From: Wolfgang M. <wol...@ex...> - 2005-05-24 20:05:38
|
> Everybody has his own needs. IMHO, case insensitivity is foreign to the > XML spirit (despite the everyday usage of ISO-XXXX users... like me). Yes, but I also share Michael's argument that case insensitive matching is important if you want to search mixed content efficiently.

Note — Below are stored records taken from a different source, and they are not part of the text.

//! Audio Test Fixtures
//!
//! Programmatically generated mono float audio. Generated audio keeps the
//! inputs reproducible and needs no fixture files.
//!
//! Rates:
//! - Capture: 16kHz (microphone towards the model)
//! - Playback: 24kHz (speech from the model)

use std::f32::consts::PI;

use homie_voice::core::audio::codec::encode_outgoing;

/// Microphone sample rate
pub const CAPTURE_RATE: u32 = 16000;

/// Model speech sample rate
pub const PLAYBACK_RATE: u32 = 24000;

/// Number of samples in `ms` milliseconds at `rate`
pub fn samples_for_ms(ms: u32, rate: u32) -> usize {
    (rate as usize * ms as usize) / 1000
}

/// Generate silence
pub fn generate_silence(samples: usize) -> Vec<f32> {
    vec![0.0; samples]
}

/// Generate a sine wave tone with peak `amplitude` (0.0 - 1.0)
pub fn generate_sine_wave(samples: usize, frequency: f32, amplitude: f32, rate: u32) -> Vec<f32> {
    let angular_freq = 2.0 * PI * frequency / rate as f32;
    (0..samples)
        .map(|i| (angular_freq * i as f32).sin() * amplitude)
        .collect()
}

/// Generate a speech-like signal: a 220Hz carrier with a syllable-rate
/// (4Hz) amplitude envelope
pub fn generate_speech_like(samples: usize, rate: u32) -> Vec<f32> {
    let carrier = 2.0 * PI * 220.0 / rate as f32;
    let envelope = 2.0 * PI * 4.0 / rate as f32;
    (0..samples)
        .map(|i| {
            let t = i as f32;
            let level = 0.5 * (1.0 + (envelope * t).sin()) * 0.6;
            (carrier * t).sin() * level
        })
        .collect()
}

/// Deterministic white noise in [-amplitude, amplitude]
pub fn generate_white_noise(samples: usize, amplitude: f32) -> Vec<f32> {
    let mut state: u64 = 12345;
    (0..samples)
        .map(|_| {
            // Linear congruential generator
            state = state.wrapping_mul(1103515245).wrapping_add(12345);
            let random = ((state >> 16) & 0x7FFF) as f32 / 0x7FFF as f32;
            (random * 2.0 - 1.0) * amplitude
        })
        .collect()
}

/// Base64 PCM16 speech chunk of `ms` milliseconds at 24kHz, as the model
/// sends it
pub fn model_speech_chunk(ms: u32) -> String {
    let samples = samples_for_ms(ms, PLAYBACK_RATE);
    encode_outgoing(&generate_sine_wave(samples, 440.0, 0.3, PLAYBACK_RATE))
}

#[cfg(test)]
mod tests {
    use super::*;

    #[test]
    fn test_samples_for_ms() {
        assert_eq!(samples_for_ms(100, PLAYBACK_RATE), 2400);
        assert_eq!(samples_for_ms(256, CAPTURE_RATE), 4096);
    }

    #[test]
    fn test_generators_stay_in_range() {
        for signal in [
            generate_sine_wave(1000, 440.0, 0.8, CAPTURE_RATE),
            generate_speech_like(1000, CAPTURE_RATE),
            generate_white_noise(1000, 0.5),
        ] {
            assert!(signal.iter().all(|s| (-1.0..=1.0).contains(s)));
        }
    }
}
//! Configuration for the Homie voice service
//!
//! Configuration comes from three sources: .env files (loaded in `main`),
//! environment variables and an optional YAML file.
//! Priority: YAML > ENV vars > .env values > defaults.
//!
//! # Modules
//! - `yaml`: YAML configuration file loading
//! - `env`: Environment variable loading
//! - `merge`: Merging YAML and environment configurations
//! - `validation`: Configuration validation logic
//!
//! # Example
//! ```rust,no_run
//! use homie_voice::config::HomieConfig;
//! use std::path::PathBuf;
//!
//! # fn main() -> Result<(), Box<dyn std::error::Error>> {
//! // Load from environment variables only
//! let config = HomieConfig::from_env()?;
//!
//! // Load from YAML file with environment variable overrides
//! let config = HomieConfig::from_file(&PathBuf::from("homie.yaml"))?;
//!
//! println!("Server listening on {}", config.address());
//! # Ok(())
//! # }
//! ```

use std::path::PathBuf;
use std::time::Duration;

mod env;
mod merge;
mod validation;
mod yaml;

use crate::core::nlu::{GEMINI_API_URL, GEMINI_TEXT_MODEL};
use crate::core::realtime::{GEMINI_DEFAULT_MODEL, GEMINI_LIVE_URL, GeminiVoice};
use crate::core::session::SessionConfig;

/// Default connection establishment bound in milliseconds.
pub const DEFAULT_CONNECT_TIMEOUT_MS: u64 = 15_000;

/// Persona used when no persona file is configured.
pub const DEFAULT_PERSONA: &str = "You are Homie, a friendly real-estate agent helping people \
find a home in Belgium. Keep answers short and conversational. Whenever the user mentions a \
search criterion such as a city, a budget, a minimum size, a number of bedrooms, pets or the \
kind of property, call updateSearchFilters with only the criteria that changed, then tell the \
user how many properties match.";

/// Service configuration
///
/// Groups:
/// - Server settings (host, port)
/// - Gemini Live settings (API key, model, voice, endpoint, timeout, search)
/// - Gemini text settings (model, REST endpoint)
/// - Assistant persona and listing catalogue
/// - Security settings (CORS)
#[derive(Debug, Clone)]
pub struct HomieConfig {
    // Server settings
    pub host: String,
    pub port: u16,

    // Gemini Live settings
    pub gemini_api_key: Option<String>,
    pub gemini_model: String,
    pub gemini_voice: GeminiVoice,
    /// WebSocket endpoint, overridable for local testing
    pub gemini_live_url: String,
    pub connect_timeout_ms: u64,
    /// Offer web search grounding to the live model
    pub gemini_google_search: bool,

    // Gemini text settings
    pub gemini_text_model: String,
    /// REST base URL, overridable for local testing
    pub gemini_api_url: String,

    /// File holding the system instruction; built-in persona when unset
    pub persona_path: Option<PathBuf>,
    /// JSON listing catalogue; bundled sample catalogue when unset
    pub listings_path: Option<PathBuf>,

    // Security settings
    /// Comma-separated origins, or "*"
    pub cors_allowed_origins: Option<String>,
}

impl Default for HomieConfig {
    fn default() -> Self {
        Self {
            host: "0.0.0.0".to_string(),
            port: 3001,
            gemini_api_key: None,
            gemini_model: GEMINI_DEFAULT_MODEL.to_string(),
            gemini_voice: GeminiVoice::default(),
            gemini_live_url: GEMINI_LIVE_URL.to_string(),
            connect_timeout_ms: DEFAULT_CONNECT_TIMEOUT_MS,
            gemini_google_search: true,
            gemini_text_model: GEMINI_TEXT_MODEL.to_string(),
            gemini_api_url: GEMINI_API_URL.to_string(),
            persona_path: None,
            listings_path: None,
            cors_allowed_origins: None,
        }
    }
}

/// Zeroize the API key when the configuration is dropped.
impl Drop for HomieConfig {
    fn drop(&mut self) {
        use zeroize::Zeroize;

        if let Some(ref mut key) = self.gemini_api_key {
            key.zeroize();
        }
    }
}

impl HomieConfig {
    /// Load configuration from environment variables with defaults.
    pub fn from_env() -> Result<Self, Box<dyn std::error::Error>> {
        let config = merge::merge_config(None)?;
        validation::validate(&config)?;
        Ok(config)
    }

    /// Load configuration from a YAML file with environment variable base
    ///
    /// Environment variables provide the base configuration and YAML values
    /// override them. The merged result is validated.
    ///
    /// # Errors
    /// Returns an error if:
    /// - The YAML file cannot be read or is malformed
    /// - Environment variables have invalid formats
    /// - Configuration validation fails
    pub fn from_file(path: &PathBuf) -> Result<Self, Box<dyn std::error::Error>> {
        let yaml_config = yaml::YamlConfig::from_file(path)?;
        let config = merge::merge_config(Some(yaml_config))?;
        validation::validate(&config)?;
        Ok(config)
    }

    /// Get the server address as "host:port"
    pub fn address(&self) -> String {
        format!("{}:{}", self.host, self.port)
    }

    pub fn has_api_key(&self) -> bool {
        self.gemini_api_key
            .as_deref()
            .is_some_and(|key| !key.trim().is_empty())
    }

    pub fn connect_timeout(&self) -> Duration {
        Duration::from_millis(self.connect_timeout_ms)
    }

    /// System instruction for the assistant.
    pub fn persona(&self) -> Result<String, Box<dyn std::error::Error>> {
        match &self.persona_path {
            Some(path) => {
                let persona = std::fs::read_to_string(path).map_err(|e| {
                    format!("Failed to read persona file {}: {e}", path.display())
                })?;
                Ok(persona.trim().to_string())
            }
            None => Ok(DEFAULT_PERSONA.to_string()),
        }
    }

    /// Session settings derived from this configuration.
    pub fn session_config(&self) -> Result<SessionConfig, Box<dyn std::error::Error>> {
        Ok(SessionConfig {
            model: self.gemini_model.clone(),
            voice: self.gemini_voice,
            persona: Some(self.persona()?),
            google_search: self.gemini_google_search,
        })
    }
}

#[cfg(test)]
mod tests {
    use super::*;
    use serial_test::serial;
    use std::env;
    use std::fs;
    use tempfile::TempDir;

    // Helper to clean up environment variables
    pub(crate) fn cleanup_env_vars() {
        unsafe {
            env::remove_var("HOST");
            env::remove_var("PORT");
            env::remove_var("GEMINI_API_KEY");
            env::remove_var("API_KEY");
            env::remove_var("GEMINI_MODEL");
            env::remove_var("GEMINI_VOICE");
            env::remove_var("GEMINI_LIVE_URL");
            env::remove_var("CONNECT_TIMEOUT_MS");
            env::remove_var("GEMINI_GOOGLE_SEARCH");
            env::remove_var("GEMINI_TEXT_MODEL");
            env::remove_var("GEMINI_API_URL");
            env::remove_var("PERSONA_PATH");
            env::remove_var("LISTINGS_PATH");
            env::remove_var("CORS_ALLOWED_ORIGINS");
        }
    }

    #[test]
    fn test_address_and_timeout() {
        let mut config = HomieConfig::default();
        config.host = "127.0.0.1".to_string();
        config.port = 8080;
        config.connect_timeout_ms = 2500;
        assert_eq!(config.address(), "127.0.0.1:8080");
        assert_eq!(config.connect_timeout(), Duration::from_millis(2500));
    }

    #[test]
    fn test_has_api_key() {
        let mut config = HomieConfig::default();
        assert!(!config.has_api_key());
        config.gemini_api_key = Some("   ".to_string());
        assert!(!config.has_api_key());
        config.gemini_api_key = Some("key".to_string());
        assert!(config.has_api_key());
    }

    #[test]
    fn test_default_persona() {
        let config = HomieConfig::default();
        let session = config.session_config().unwrap();
        assert_eq!(session.model, GEMINI_DEFAULT_MODEL);
        assert_eq!(session.voice, GeminiVoice::Orus);
        assert!(session.google_search);
        assert!(session.persona.unwrap().contains("updateSearchFilters"));
    }

    #[test]
    fn test_persona_from_file() {
        let temp_dir = TempDir::new().unwrap();
        let path = temp_dir.path().join("persona.txt");
        fs::write(&path, "  You are a concise agent in Leuven.\n").unwrap();

        let mut config = HomieConfig::default();
        config.persona_path = Some(path);
        assert_eq!(config.persona().unwrap(), "You are a concise agent in Leuven.");

        let mut missing = HomieConfig::default();
        missing.persona_path = Some(temp_dir.path().join("missing.txt"));
        assert!(
            missing
                .persona()
                .unwrap_err()
                .to_string()
                .contains("Failed to read persona file")
        );
    }

    #[test]
    #[serial]
    fn test_from_env_defaults() {
        cleanup_env_vars();

        let config = HomieConfig::from_env().unwrap();
        assert_eq!(config.host, "0.0.0.0");
        assert_eq!(config.port, 3001);
        assert_eq!(config.gemini_api_key, None);
        assert_eq!(config.connect_timeout_ms, DEFAULT_CONNECT_TIMEOUT_MS);
        assert_eq!(config.gemini_live_url, GEMINI_LIVE_URL);
        assert!(config.gemini_google_search);
        assert_eq!(config.gemini_text_model, GEMINI_TEXT_MODEL);
        assert_eq!(config.gemini_api_url, GEMINI_API_URL);

        cleanup_env_vars();
    }

    #[test]
    #[serial]
    fn test_from_env_search_switch_and_text_settings() {
        cleanup_env_vars();

        unsafe {
            env::set_var("GEMINI_GOOGLE_SEARCH", "false");
            env::set_var("GEMINI_TEXT_MODEL", "gemini-text-env");
            env::set_var("GEMINI_API_URL", "http://127.0.0.1:9001/v1beta");
        }
        let config = HomieConfig::from_env().unwrap();
        assert!(!config.gemini_google_search);
        assert!(!config.session_config().unwrap().google_search);
        assert_eq!(config.gemini_text_model, "gemini-text-env");
        assert_eq!(config.gemini_api_url, "http://127.0.0.1:9001/v1beta");

        unsafe {
            env::set_var("GEMINI_GOOGLE_SEARCH", "sometimes");
        }
        let result = HomieConfig::from_env();
        assert!(
            result
                .unwrap_err()
                .to_string()
                .contains("GEMINI_GOOGLE_SEARCH")
        );

        cleanup_env_vars();
    }

    #[test]
    #[serial]
    fn test_from_env_api_key_fallback() {
        cleanup_env_vars();

        unsafe {
            env::set_var("API_KEY", "fallback-key");
        }
        let config = HomieConfig::from_env().unwrap();
        assert_eq!(config.gemini_api_key, Some("fallback-key".to_string()));

        unsafe {
            env::set_var("GEMINI_API_KEY", "primary-key");
        }
        let config = HomieConfig::from_env().unwrap();
        assert_eq!(config.gemini_api_key, Some("primary-key".to_string()));

        cleanup_env_vars();
    }

    #[test]
    #[serial]
    fn test_from_env_invalid_port() {
        cleanup_env_vars();

        unsafe {
            env::set_var("PORT", "not-a-port");
        }
        let result = HomieConfig::from_env();
        assert!(result.unwrap_err().to_string().contains("PORT"));

        cleanup_env_vars();
    }

    #[test]
    #[serial]
    fn test_from_file_yaml_overrides_env() {
        cleanup_env_vars();

        let temp_dir = TempDir::new().unwrap();
        let config_path = temp_dir.path().join("homie.yaml");

        let yaml_content = r#"
server:
  host: "127.0.0.1"
  port: 8080

gemini:
  api_key: "yaml-key"
  voice: "Kore"
  connect_timeout_ms: 5000
  google_search: false
"#;
        fs::write(&config_path, yaml_content).unwrap();

        unsafe {
            env::set_var("HOST", "0.0.0.0");
            env::set_var("GEMINI_API_KEY", "env-key");
            env::set_var("GEMINI_MODEL", "gemini-live-env");
        }

        let config = HomieConfig::from_file(&config_path).unwrap();

        // YAML overrides ENV
        assert_eq!(config.host, "127.0.0.1");
        assert_eq!(config.gemini_api_key, Some("yaml-key".to_string()));
        assert_eq!(config.gemini_voice, GeminiVoice::Kore);
        assert_eq!(config.connect_timeout_ms, 5000);
        assert!(!config.gemini_google_search);
        // ENV value where YAML is silent
        assert_eq!(config.gemini_model, "gemini-live-env");

        cleanup_env_vars();
    }

    #[test]
    #[serial]
    fn test_from_file_missing_file() {
        cleanup_env_vars();

        let result = HomieConfig::from_file(&PathBuf::from("/nonexistent/homie.yaml"));
        assert!(
            result
                .unwrap_err()
                .to_string()
                .contains("Failed to read config file")
        );

        cleanup_env_vars();
    }

    #[test]
    #[serial]
    fn test_from_file_rejects_zero_timeout() {
        cleanup_env_vars();

        let temp_dir = TempDir::new().unwrap();
        let config_path = temp_dir.path().join("homie.yaml");
        fs::write(&config_path, "gemini:\n  connect_timeout_ms: 0\n").unwrap();

        let result = HomieConfig::from_file(&config_path);
        assert!(
            result
                .unwrap_err()
                .to_string()
                .contains("connect_timeout_ms")
        );

        cleanup_env_vars();
    }
}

I'm currently trying to figure out a good compromise that serves all users ;-) > To make everybody happy, see > http://sourceforge.net/tracker/index.php?func=detail&aid=1069335&group_id=17691&atid=367691 > > : the basic idea is to send a "stream" (element content, attribute > content, mixed-content, whatever in fact...) to an analyzer that, in > turn, generates positionned tokens in the index files (positionning is > important with ambiguous tokens, phrase queries...). > > Tokenization, transformation, filtering would so be the analyzer's job > and, thus, Lucene's contributers' one ;-) Integrating Lucene's analyzer is on my wish list too. I had a look at the sources a few days ago. I would really like to work on an integration, but I currently lack the time. > Sorry to come back on this issue with not even a little patch to help. > I'm currently tracing eXist's calls to try to understand its indexing > policy, but it seems that indexing code becomes more and more present > throughout eXist's low-level classes. The range index compares entire node values, it does not need tokenization. So the main class to be changed is NativeTextEngine. It uses the package org.exist.storage.analysis for tokenization, in particular, the Tokenizer interface. I think this is the point where Lucene's analyzer architecture would have to be plugged in, at least for a start. Wolfgang |